Find the word "LineIndex" in the data. Return every line where it appears.

*Saved entries*
+++++

//! Semantic tokens: classification spans of a DSL region in host coordinates.

use text_size::TextRange;

use crate::base::{Injection, LineIndex, OffsetMap};
use crate::catalog::Catalog;
use crate::parser::{Lexer, TokenKind};

/// Token type for semantic highlighting.
#[derive(Debug, Clone, Copy, PartialEq, Eq)]
pub enum TokenType {
    Type,
    Property,
    Variable,
    String,
    Number,
    Operator,
}

impl TokenType {
    /// Convert to LSP token type index.
    pub fn to_lsp_index(self) -> u32 {
        match self {
            TokenType::Type => 0,
            TokenType::Property => 1,
            TokenType::Variable => 2,
            TokenType::String => 3,
            TokenType::Number => 4,
            TokenType::Operator => 5,
        }
    }

    /// Whitespace and invalid characters are not highlighted.
    pub fn from_kind(kind: TokenKind) -> Option<Self> {
        match kind {
            TokenKind::Keyword => Some(TokenType::Type),
            TokenKind::Subtype => Some(TokenType::Property),
            TokenKind::Identifier => Some(TokenType::Variable),
            TokenKind::String => Some(TokenType::String),
            TokenKind::Number => Some(TokenType::Number),
            TokenKind::Operator | TokenKind::Dot => Some(TokenType::Operator),
            TokenKind::Whitespace | TokenKind::Invalid => None,
        }
    }
}

/// A semantic token for syntax highlighting.
#[derive(Debug, Clone, PartialEq, Eq)]
pub struct SemanticToken {
    /// Host range of the token
    pub range: TextRange,
    /// Line number (0-indexed)
    pub line: u32,
    /// Column number (0-indexed)
    pub col: u32,
    /// Length of the token in bytes
    pub length: u32,
    pub kind: TokenKind,
    /// The token type
    pub token_type: TokenType,
}

/// Get semantic tokens for an injected DSL region, sorted by position.
pub fn semantic_tokens(catalog: &Catalog, injection: &Injection<'_>) -> Vec<SemanticToken> {
    let lines = LineIndex::new(injection.host());
    Lexer::with_catalog(injection.dsl(), catalog)
        .filter_map(|token| {
            let token_type = TokenType::from_kind(token.kind)?;
            let range = injection.range_to_host(token.range)?;
            let start = lines.line_col(range.start());
            Some(SemanticToken {
                range,
                line: start.line,
                col: start.col,
                length: range.len().into(),
                kind: token.kind,
                token_type,
            })
        })
        .collect()
}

+++++

*Result of the exercise*
use crate::base::{Injection, LineIndex, OffsetMap};
    let lines = LineIndex::new(injection.host());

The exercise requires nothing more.